Narciso confunde el reflejo con el cuerpo, la imagen con el ser. Narciso cree que su identidad es el reflejo que le devuelve el agua, y esa creencia le incita a entregarse en cuerpo y alma a la mirada del agua, a la mirada del otro, del gran Otro. Es el devorado por la imagen que le da de sí mismo la otredad, es el consumido por la máscara… Sí, Sartre creía que el infierno eran los demás, porque nos miraban y juzgaban. Más cercano a nosotros, y más existencialista, Torrente Ballester vino a decir en alguna de sus novelas que el infierno es uno mismo. Y ese infierno propio, o esa «noche personal», como diría el poeta alemán Gottfried Benn, se puede agrandar hasta la atrocidad si confundimos nuestro ser con la imagen adulterada que crean los demás, una imagen basada, según creía Nietzsche, en la interpretación superficial que hacen los demás de nuestros pasos por la vida.
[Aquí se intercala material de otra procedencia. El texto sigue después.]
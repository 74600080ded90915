//! Config entry state machine
//!
//! ```text
//! NotLoaded → SetupInProgress → Loaded
//!                            ↘ SetupError → SetupInProgress (manual retry)
//!                            ↘ SetupRetry → SetupInProgress (scheduled retry)
//!                            ↘ MigrationError (terminal)
//!
//! Loaded/SetupError/SetupRetry → UnloadInProgress → NotLoaded
//!                                                 ↘ Loaded (partial unload)
//!                                                 ↘ FailedUnload (terminal)
//! ```

use crate::entry::ConfigEntryState;
use std::time::Duration;
use thiserror::Error;

/// Upper bound of the random jitter added to setup retry delays
const RETRY_JITTER_MS: u64 = 100;

#[derive(Debug, Error, Clone, PartialEq, Eq)]
#[error("invalid state transition from {from} to {to}: {reason}")]
pub struct InvalidTransition {
    pub from: ConfigEntryState,
    pub to: ConfigEntryState,
    pub reason: &'static str,
}

impl ConfigEntryState {
    pub fn try_transition(
        self,
        to: ConfigEntryState,
    ) -> Result<ConfigEntryState, InvalidTransition> {
        use ConfigEntryState::*;

        let valid = matches!(
            (self, to),
            (NotLoaded, SetupInProgress)
                | (SetupInProgress, Loaded)
                | (SetupInProgress, SetupError)
                | (SetupInProgress, SetupRetry)
                | (SetupInProgress, MigrationError)
                | (SetupError, SetupInProgress)
                | (SetupError, UnloadInProgress)
                | (SetupRetry, SetupInProgress)
                | (SetupRetry, UnloadInProgress)
                | (Loaded, UnloadInProgress)
                | (UnloadInProgress, NotLoaded)
                | (UnloadInProgress, Loaded)
                | (UnloadInProgress, FailedUnload)
        );

        if valid {
            Ok(to)
        } else {
            Err(InvalidTransition {
                from: self,
                to,
                reason: rejection_reason(self, to),
            })
        }
    }

    pub fn can_transition_to(self, to: ConfigEntryState) -> bool {
        self.try_transition(to).is_ok()
    }
}

fn rejection_reason(from: ConfigEntryState, to: ConfigEntryState) -> &'static str {
    use ConfigEntryState::*;

    match (from, to) {
        (MigrationError, _) => "migration error is terminal",
        (FailedUnload, _) => "failed unload is terminal",
        (SetupInProgress, _) => "setup still in progress",
        (UnloadInProgress, _) => "unload still in progress",
        (NotLoaded, _) => "entry must be set up first",
        (Loaded, SetupInProgress) => "already loaded, unload first",
        (Loaded, _) => "entry must be unloaded first",
        _ => "not a lifecycle transition",
    }
}

/// Delay before setup attempt `tries + 1`: `base * 2^min(tries, max_exponent)`
/// plus up to 100ms of jitter
pub fn retry_delay(tries: u32, base: Duration, max_exponent: u32) -> Duration {
    let factor = 1u32 << tries.min(max_exponent).min(16);
    let jitter = Duration::from_millis(rand::random::<u64>() % RETRY_JITTER_MS);
    base.saturating_mul(factor).saturating_add(jitter)
}
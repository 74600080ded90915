//! Entity trait and optional capabilities
//!
//! Entities are composed rather than layered: the base [`Entity`] trait
//! covers identity, rendering and lifecycle, and command support is exposed
//! through capability accessors ([`Entity::as_toggle`], [`Entity::as_number`]).
//! Coordinator-backed entities embed a
//! [`CoordinatorEntity`](crate::CoordinatorEntity) and delegate to it.

use crate::description::EntityDescription;
use crate::error::EntityResult;
use crate::handle::EntityHandle;
use async_trait::async_trait;
use serde_json::Value;
use std::collections::HashMap;

#[async_trait]
pub trait Entity: Send + Sync + 'static {
    /// Stable id across restarts; entities without one are not persisted
    fn unique_id(&self) -> Option<String> {
        None
    }

    fn description(&self) -> Option<&EntityDescription> {
        None
    }

    fn name(&self) -> Option<String> {
        self.description().and_then(|d| d.name.clone())
    }

    /// Current value; `None` renders as `unknown`
    fn state(&self) -> Option<String>;

    fn attributes(&self) -> HashMap<String, Value> {
        HashMap::new()
    }

    fn available(&self) -> bool {
        true
    }

    /// Fetch fresh data for this entity
    async fn update(&self) -> EntityResult<()> {
        Ok(())
    }

    /// Called once the entity has an id and is about to go live
    async fn added_to_hub(&self, _handle: EntityHandle) {}

    /// Called before the entity is removed; release subscriptions here
    async fn will_remove_from_hub(&self) {}

    /// Invoked synchronously by the coordinator after every update
    fn handle_coordinator_update(&self, handle: &EntityHandle) {
        handle.write_state();
    }

    fn as_toggle(&self) -> Option<&dyn ToggleEntity> {
        None
    }

    fn as_number(&self) -> Option<&dyn NumberEntity> {
        None
    }
}

/// Entities that can be switched on and off
#[async_trait]
pub trait ToggleEntity: Send + Sync {
    fn is_on(&self) -> Option<bool>;

    async fn turn_on(&self) -> EntityResult<()>;

    async fn turn_off(&self) -> EntityResult<()>;

    async fn toggle(&self) -> EntityResult<()> {
        if self.is_on() == Some(true) {
            self.turn_off().await
        } else {
            self.turn_on().await
        }
    }
}

/// Entities holding a settable numeric value
#[async_trait]
pub trait NumberEntity: Send + Sync {
    fn value(&self) -> Option<f64>;

    fn min_value(&self) -> f64 {
        0.0
    }

    fn max_value(&self) -> f64 {
        100.0
    }

    fn step(&self) -> f64 {
        1.0
    }

    async fn set_value(&self, value: f64) -> EntityResult<()>;
}
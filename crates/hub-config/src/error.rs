//! Errors raised while loading `hub.yaml`

use std::path::PathBuf;
use thiserror::Error;

pub type ConfigResult<T> = Result<T, ConfigError>;

#[derive(Debug, Error)]
pub enum ConfigError {
    #[error("cannot read {path}: {source}")]
    Read {
        path: PathBuf,
        #[source]
        source: std::io::Error,
    },

    #[error("invalid YAML in {path}: {source}")]
    ParseYaml {
        path: PathBuf,
        #[source]
        source: serde_yaml::Error,
    },

    /// `!secret` names a key missing from `secrets.yaml`
    #[error("unknown secret {key:?}")]
    SecretNotFound { key: String },

    /// `!env_var` without fallback names an unset variable
    #[error("environment variable {var} is not set")]
    EnvVarNotFound { var: String },

    #[error("{key}: {reason}")]
    InvalidValue { key: String, reason: String },

    /// An imported entry under `entries:` is malformed
    #[error("entries[{index}]: {reason}")]
    InvalidEntry { index: usize, reason: String },
}
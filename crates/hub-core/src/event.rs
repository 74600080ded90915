//! Event types carried by the event bus

use chrono::{DateTime, Utc};
use serde::{Deserialize, Serialize};

use crate::Context;

/// Typed event payload
pub trait EventData: Clone + Send + Sync + 'static {
    /// The event type string for this data type
    fn event_type() -> &'static str;
}

/// Event type identifier
#[derive(Debug, Clone, PartialEq, Eq, Hash, Serialize, Deserialize)]
pub struct EventType(String);

impl EventType {
    pub fn new(event_type: impl Into<String>) -> Self {
        Self(event_type.into())
    }

    pub fn as_str(&self) -> &str {
        &self.0
    }
}

impl From<&str> for EventType {
    fn from(s: &str) -> Self {
        Self::new(s)
    }
}

impl From<String> for EventType {
    fn from(s: String) -> Self {
        Self::new(s)
    }
}

impl std::fmt::Display for EventType {
    fn fmt(&self, f: &mut std::fmt::Formatter<'_>) -> std::fmt::Result {
        f.write_str(&self.0)
    }
}

/// An event fired on the bus
#[derive(Debug, Clone, Serialize, Deserialize)]
pub struct Event<T = serde_json::Value> {
    pub event_type: EventType,
    pub data: T,
    pub time_fired: DateTime<Utc>,
    pub context: Context,
}

impl<T> Event<T> {
    /// Create a new local event stamped with the current time
    pub fn new(event_type: impl Into<EventType>, data: T, context: Context) -> Self {
        Self {
            event_type: event_type.into(),
            data,
            time_fired: Utc::now(),
            context,
        }
    }

    /// Replace the payload, keeping type, time and context
    pub fn map_data<U>(self, f: impl FnOnce(T) -> U) -> Event<U> {
        Event {
            event_type: self.event_type,
            data: f(self.data),
            time_fired: self.time_fired,
            context: self.context,
        }
    }
}

impl<T: EventData> Event<T> {
    /// Create a typed event from EventData
    pub fn typed(data: T, context: Context) -> Self {
        Self::new(T::event_type(), data, context)
    }
}
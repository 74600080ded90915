//! Context type for tracking what caused a state write or event

use serde::{Deserialize, Serialize};
use ulid::Ulid;

/// Origin and causality of an event or state write
///
/// A coordinator refresh creates one context; every state written as a
/// consequence of that refresh carries a child of it, so the whole fan-out
/// can be traced back to one fetch.
#[derive(Debug, Clone, PartialEq, Eq, Serialize, Deserialize)]
pub struct Context {
    /// Unique identifier for this context (ULID)
    pub id: String,

    /// User that initiated the action, if any
    #[serde(skip_serializing_if = "Option::is_none")]
    pub user_id: Option<String>,

    /// Parent context id
    #[serde(skip_serializing_if = "Option::is_none")]
    pub parent_id: Option<String>,
}

impl Context {
    /// Create a new context with a fresh ULID
    pub fn new() -> Self {
        Self {
            id: Ulid::new().to_string(),
            user_id: None,
            parent_id: None,
        }
    }

    /// Create a new context attributed to a user
    pub fn with_user(user_id: impl Into<String>) -> Self {
        Self {
            user_id: Some(user_id.into()),
            ..Self::new()
        }
    }

    /// Create a child context with this context as parent
    pub fn child(&self) -> Self {
        Self {
            id: Ulid::new().to_string(),
            user_id: self.user_id.clone(),
            parent_id: Some(self.id.clone()),
        }
    }

    /// True if `other` was derived directly from this context
    pub fn is_parent_of(&self, other: &Context) -> bool {
        other.parent_id.as_deref() == Some(self.id.as_str())
    }
}

impl Default for Context {
    fn default() -> Self {
        Self::new()
    }
}

#[cfg(test)]
mod tests {
    use super::*;

    #[test]
    fn test_child_links_to_parent() {
        let parent = Context::with_user("admin");
        let child = parent.child();

        assert_ne!(parent.id, child.id);
        assert!(parent.is_parent_of(&child));
        assert_eq!(child.user_id.as_deref(), Some("admin"));
        assert!(!child.is_parent_of(&parent));
    }
}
Dicho lo cual, no negaré que internet ha acentuado hasta el suplicio esos dos infiernos complementarios: el generado por nuestro ser y el generado por los demás. Para que el desgarrón mortal no se produzca es importante saber dónde acabas tú y dónde empieza el otro, porque los demás no van a morir por ti, ni van a vivir tu vida, ni van a morir tu muerte.